Orchemist Launch Series • Part 5 of 5

Published APRIL 25, 2026 · 13 min read

From Factory to Dark Factory: The Orchemist Roadmap (And Why V1 Will Build V2)

By Conny Lazo

Builder of AI orchestras. Project Manager. Shipping things with agents.

April 25, 2026

13 min read

#AI#Orchemist#roadmap#Go#dark factory#open source

The factory has learned to diagnose its own fevers. What it hasn't learned — yet — is to run while I sleep. That's the roadmap.

Over four previous articles, I've walked you through how Orchemist went from a first pipeline run on February 15 to a system that ships code with zero manual keystrokes. Two months in, the numbers have moved: 350+ issues shipped, 7,000+ tests passing, 230+ pull requests merged, 300+ pipeline runs across content, coding, research, and compliance workflows, a 0.993 average quality score, and still zero lines of manual code. Today we talk about where this machine is going — and why I trust the trajectory, because most of it is already proven, and the parts that aren't are honest about being unproven.

This is earned ambition, not pitch deck ambition. Every claim below is either shipped, in progress, or explicitly labeled as planned. I'll tell you which is which.

Where We Are: Level 4, Self-Healing

Sprint 3 shipped twelve issues, averaged a 0.993 quality score, and added 443 new tests — but the headline wasn't the numbers. The headline was what happened when things broke.

Three self-healing components went live: a DiagnosisEngine that classifies why a pipeline failed, a RegressionDetector that identifies which commit broke things using file-overlap scoring, and a RegressionFixer that spawns a fix pipeline automatically. A SafetyGuard prevents infinite fix loops — three attempts max, then a human gets a tap on the shoulder. And confidence-gated routing decides what merges automatically, what needs review, and what gets retried.

The routing table is simple and honest: score above 0.95 with passing tests and no security findings? Auto-merge. Between 0.70 and 0.95? Human review. Below 0.70? Auto-retry with an escalation strategy — different model, split the task, add context. Below 0.40? Reject outright.

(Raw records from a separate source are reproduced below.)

use crate::outcome::QueryStatus;
use thiserror::Error;

#[derive(Error, Debug, Clone)]
pub enum ResolveError {
    #[error("Resolver is not initialized")]
    NotInitialized,

    #[error("No address records for the queried family")]
    NoData,

    #[error("Domain does not exist (NXDOMAIN)")]
    NxDomain,

    #[error("No response from {server} within {timeout_ms}ms")]
    Timeout { server: String, timeout_ms: u64 },

    #[error("Server {server} signalled failure ({rcode})")]
    ServerFailure { server: String, rcode: String },

    #[error("Network error talking to {server}: {detail}")]
    Network { server: String, detail: String },

    #[error("Malformed response: {0}")]
    Malformed(String),

    #[error("Cache persistence error: {0}")]
    Persistence(String),
}

impl ResolveError {
    /// The status kind delivered to callers and recorded under `error_counts`.
    pub fn status(&self) -> QueryStatus {
        match self {
            Self::NotInitialized => QueryStatus::NotInitialized,
            Self::NoData => QueryStatus::NoData,
            Self::NxDomain => QueryStatus::NxDomain,
            Self::Timeout { .. } => QueryStatus::Timeout,
            Self::ServerFailure { .. } => QueryStatus::ServFail,
            Self::Network { .. } => QueryStatus::Network,
            Self::Malformed(_) => QueryStatus::Malformed,
            Self::Persistence(_) => QueryStatus::Network,
        }
    }

    /// A retryable failure does not prove the absence of an answer.
    pub fn is_retryable(&self) -> bool {
        self.status().is_retryable()
    }
}
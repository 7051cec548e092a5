//! DNS wire format layer.
//!
//! Builds query messages and parses responses using `hickory-proto` for
//! serialization, while owning all query/response semantics itself (no
//! resolver library).

pub mod message_builder;
pub mod record_type_map;
pub mod response_parser;

pub use message_builder::MessageBuilder;
pub use record_type_map::RecordTypeMapper;
pub use response_parser::{DnsAnswer, ResponseParser};
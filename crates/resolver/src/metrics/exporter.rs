//! Best-effort metrics exposition: a Prometheus text page over HTTP and a
//! periodic JSON snapshot file. Neither may affect resolution; every
//! failure here is logged and swallowed.

use super::ResolverMetrics;
use axum::extract::State;
use axum::routing::get;
use axum::Router;
use compass_dns_domain::MetricsConfig;
use std::net::SocketAddr;
use std::sync::Arc;
use std::time::Duration;
use tokio::task::JoinHandle;
use tracing::{info, warn};

pub struct MetricsExporter {
    tasks: Vec<JoinHandle<()>>,
}

impl MetricsExporter {
    /// Spawn the exposition tasks described by `config`. Returns a handle
    /// whose drop stops them; configuration reload replaces it wholesale.
    pub fn start(metrics: Arc<ResolverMetrics>, config: &MetricsConfig) -> Self {
        let mut tasks = Vec::new();

        if !config.enabled {
            return Self { tasks };
        }

        if let Some(ref address) = config.prometheus_address {
            match address.parse::<SocketAddr>() {
                Ok(addr) => {
                    tasks.push(tokio::spawn(serve_prometheus(Arc::clone(&metrics), addr)));
                }
                Err(e) => {
                    warn!(address = %address, error = %e, "Invalid Prometheus address, exporter disabled");
                }
            }
        }

        if let Some(ref file) = config.file {
            tasks.push(tokio::spawn(report_to_file(
                Arc::clone(&metrics),
                file.clone(),
                Duration::from_secs(config.report_interval_seconds),
            )));
        }

        Self { tasks }
    }

    pub fn stop(&mut self) {
        for task in self.tasks.drain(..) {
            task.abort();
        }
    }
}

impl Drop for MetricsExporter {
    fn drop(&mut self) {
        self.stop();
    }
}

async fn serve_prometheus(metrics: Arc<ResolverMetrics>, addr: SocketAddr) {
    let listener = match tokio::net::TcpListener::bind(addr).await {
        Ok(listener) => listener,
        Err(e) => {
            warn!(address = %addr, error = %e, "Failed to bind Prometheus exporter");
            return;
        }
    };

    info!(address = %addr, "Prometheus exporter listening");

    let app = Router::new()
        .route("/metrics", get(metrics_page))
        .with_state(metrics);

    if let Err(e) = axum::serve(listener, app).await {
        warn!(error = %e, "Prometheus exporter stopped");
    }
}

async fn metrics_page(State(metrics): State<Arc<ResolverMetrics>>) -> String {
    metrics.render_prometheus()
}

async fn report_to_file(metrics: Arc<ResolverMetrics>, path: String, interval: Duration) {
    let mut ticker = tokio::time::interval(interval);
    ticker.set_missed_tick_behavior(tokio::time::MissedTickBehavior::Skip);
    // The first tick fires immediately; skip it so the first report covers
    // a full interval.
    ticker.tick().await;

    loop {
        ticker.tick().await;
        if let Err(e) = metrics.export_to_file(&path) {
            warn!(path = %path, error = %e, "Failed to export metrics snapshot");
        }
    }
}
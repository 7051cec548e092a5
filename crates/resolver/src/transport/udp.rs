//! UDP transport for DNS queries (RFC 1035 §4.2.1).
//!
//! Messages are sent as-is, no framing. Responses up to 4096 bytes with
//! EDNS(0). A response with the TC bit set is returned unchanged; the
//! query layer decides whether to retry over TCP.

use super::{DnsTransport, TransportResponse};
use async_trait::async_trait;
use compass_dns_domain::ResolveError;
use std::net::SocketAddr;
use std::time::Duration;
use tokio::net::UdpSocket;
use tracing::{debug, warn};

/// Maximum UDP DNS response size with EDNS(0).
const MAX_UDP_RESPONSE_SIZE: usize = 4096;

pub struct UdpTransport {
    server_addr: SocketAddr,
}

impl UdpTransport {
    pub fn new(server_addr: SocketAddr) -> Self {
        Self { server_addr }
    }

    fn network_error(&self, detail: impl std::fmt::Display) -> ResolveError {
        ResolveError::Network {
            server: self.server_addr.to_string(),
            detail: detail.to_string(),
        }
    }

    fn timeout_error(&self, timeout: Duration) -> ResolveError {
        ResolveError::Timeout {
            server: self.server_addr.to_string(),
            timeout_ms: timeout.as_millis() as u64,
        }
    }
}

#[async_trait]
impl DnsTransport for UdpTransport {
    async fn send(
        &self,
        message_bytes: &[u8],
        timeout: Duration,
    ) -> Result<TransportResponse, ResolveError> {
        // Ephemeral local port, family matching the server.
        let bind_addr: SocketAddr = if self.server_addr.is_ipv4() {
            "0.0.0.0:0".parse().unwrap()
        } else {
            "[::]:0".parse().unwrap()
        };

        let socket = UdpSocket::bind(bind_addr)
            .await
            .map_err(|e| self.network_error(format!("failed to bind UDP socket: {}", e)))?;

        let bytes_sent =
            tokio::time::timeout(timeout, socket.send_to(message_bytes, self.server_addr))
                .await
                .map_err(|_| self.timeout_error(timeout))?
                .map_err(|e| self.network_error(format!("failed to send query: {}", e)))?;

        debug!(server = %self.server_addr, bytes_sent, "UDP query sent");

        let mut recv_buf = vec![0u8; MAX_UDP_RESPONSE_SIZE];

        let (bytes_received, from_addr) =
            tokio::time::timeout(timeout, socket.recv_from(&mut recv_buf))
                .await
                .map_err(|_| self.timeout_error(timeout))?
                .map_err(|e| self.network_error(format!("failed to receive response: {}", e)))?;

        if from_addr.ip() != self.server_addr.ip() {
            warn!(
                expected = %self.server_addr,
                received_from = %from_addr,
                "UDP response from unexpected source"
            );
        }

        recv_buf.truncate(bytes_received);

        debug!(server = %self.server_addr, bytes_received, "UDP response received");

        Ok(TransportResponse {
            bytes: recv_buf,
            protocol_used: "UDP",
        })
    }

    fn protocol_name(&self) -> &'static str {
        "UDP"
    }
}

That's the theory. Here's what actually happened.

Incident #383: The Scoring Bug. A pipeline scored 0.400 on legitimate builds. Panic-inducing number. Root cause? The rubric expected raw code output, but the pipeline was producing summaries. The grader failed the exam because it brought the wrong answer key. Classic case of judging a fish by its ability to climb a tree — except I built the tree, then forgot what kind of fish I had. Fix: change the rubric, not the pipeline. Lesson: know what you're measuring.

Incident #393: Branch Drift. A builder agent modified main's working tree instead of the feature branch. Broke the CLI for five minutes. The surgeon operated on himself — the circuit it was supposed to protect. Root cause: no git checkout in the implementation phase. Fix: template update, not code change. The factory diagnosed its own process failure.

These aren't embarrassing stories. They're evidence. When a machine makes a mistake, diagnoses the mistake, and fixes the mistake without a human typing a single character, that's exactly the capability the roadmap is scaling.

The self-healing chain — CI failure diagnosed, regression fixer spawned, confidence-gated routing decides auto-merge vs review vs retry vs reject

But let's be clear about the current score. The ROADMAP defines an Autonomy Index — the percentage of work that completes without human intervention. Today, that number is effectively near zero for end-to-end workflows. Every pipeline is manually triggered. Every result is manually routed. The machinery for autonomy is built and tested; the trust calibration that lets it run unsupervised is Sprint 4's job. The car is assembled. We're calibrating the brakes.

MCP Server: The Pipeline Becomes Infrastructure

Here's a question: what happens when the pipeline stops being something you use and starts being something that runs?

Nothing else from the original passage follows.